HTTP URL Address Encoding in Java

Question

My Java standalone application gets a URL (which points to a file) from the user and I need to hit it and download it. The problem I am facing is that I am not able to encode the HTTP URL address properly...

Example:

URL:  http://search.barnesandnoble.com/booksearch/first book.pdf

java.net.URLEncoder.encode(url.toString(), "ISO-8859-1");

returns me:

http%3A%2F%2Fsearch.barnesandnoble.com%2Fbooksearch%2Ffirst+book.pdf

But, what I want is

http://search.barnesandnoble.com/booksearch/first%20book.pdf

(space replaced by %20)

I guess URLEncoder is not designed to encode HTTP URLs... The JavaDoc says "Utility class for HTML form encoding"... Is there any other way to do this?

Answer 1

Yeah URL encoding is going to encode that string so that it would be passed properly in a url to a final destination. For example you could not have http://xxx.com?url=http://yyy.com. UrlEncoding the parameter would fix that parameter value.

So i have two choices for you:

1. Do you have access to the path separate from the domain? If so you may be able to simply UrlEncode the path. However, if this is not the case then option 2 may be for you.

2. Get commons-httpclient-3.1. This has a class URIUtil:

   System.out.println(URIUtil.encodePath("http://xxx.com/x y", "ISO-8859-1"));

This will output exactly what you are looking for, as it will only encode the path part of the URI.

FYI, you'll need commons-codec and commons-logging for this method to work at runtime.

Answer 2

URLEncoder.encode() encodes everything, including the forward slashes. These 2 threads may be of interest to you in finding a solution:

http://stackoverflow.com/questions/665354/whats-wrong-with-my-url-encoding

http://stackoverflow.com/questions/591694/url-encoded-slash-in-url

Answer 3

URLEncoding can encode HTTP URLs just fine, as you've unfortunately discovered. The string you passed in, "http://search.barnesandnoble.com/booksearch/first book.pdf", was correctly and completely encoded into a URL-encoded form. You could pass that entire long string of gobbledigook that you got back as a parameter in a URL, and it could be decoded back into exactly the string you passed in.

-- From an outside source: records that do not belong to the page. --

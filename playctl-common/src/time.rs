//! Microsecond time values
//!
//! Media positions and timestamps are signed microsecond counts (`i64`).
//! Two reserved values mark positions that are not real timestamps:
//!
//! - [`TIME_UNSET`]: no value has been set
//! - [`TIME_END_OF_SOURCE`]: the end of the source has been reached
//!
//! Millisecond values are used at the configuration boundary and converted
//! with truncating division.

use std::time::Duration;

/// Reserved value for a time that has not been set.
pub const TIME_UNSET: i64 = i64::MIN + 1;

/// Reserved value for a position at the end of the source.
pub const TIME_END_OF_SOURCE: i64 = i64::MIN;

/// Microseconds per millisecond
pub const MICROS_PER_MILLI: i64 = 1_000;

/// Whether `time_us` is a real timestamp rather than one of the reserved values.
pub fn is_set(time_us: i64) -> bool {
    time_us != TIME_UNSET && time_us != TIME_END_OF_SOURCE
}

/// Convert microseconds to milliseconds (truncating).
///
/// Reserved values pass through unchanged.
pub fn us_to_ms(time_us: i64) -> i64 {
    if is_set(time_us) {
        time_us / MICROS_PER_MILLI
    } else {
        time_us
    }
}

/// Convert milliseconds to microseconds (saturating).
///
/// Reserved values pass through unchanged.
pub fn ms_to_us(time_ms: i64) -> i64 {
    if is_set(time_ms) {
        time_ms.saturating_mul(MICROS_PER_MILLI)
    } else {
        time_ms
    }
}

/// Convert milliseconds to a duration
pub fn millis_to_duration(millis: u64) -> Duration {
    Duration::from_millis(millis)
}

It sounds like you want to do something a little different than passing the entire URL as a parameter. From what I gather, you're trying to create a search URL that looks like "http://search.barnesandnoble.com/booksearch/whateverTheUserPassesIn". The only thing that you need to encode is the "whateverTheUserPassesIn" bit, so perhaps all you need to do is something like this:

String url = "http://search.barnesandnoble.com/booksearch/" + 
       URLEncoder.encode(userInput,"UTF-8");

That should produce something rather more valid for you.

Answer 4

Nitpicking: a string containing a whitespace character by definition is not a URI. So what you're looking for is code that implements the URI escaping defined in Section 2.1 of RFC 3986.

Answer 5

The java.net.URI class can help; in the documentation of URL you find

Note, the URI class does perform escaping of its component fields in certain circumstances. The recommended way to manage the encoding and decoding of URLs is to use URI

Use one of the Constructors with more than one argument, like:

URI uri = new URI(
    "http", 
    "search.barnesandnoble.com", 
    "/booksearch/first book.pdf",
    null);
URL url = uri.toURL()
//or String request = uri.toString();

(the single-argument constructor of URI does NOT escape illegal characters)

---

EDIT: added fully qualified class name to avoid confusion with other URI classes (like apaches httpclient)

Answer 6

Please be warned that most of the answers above are INCORRECT.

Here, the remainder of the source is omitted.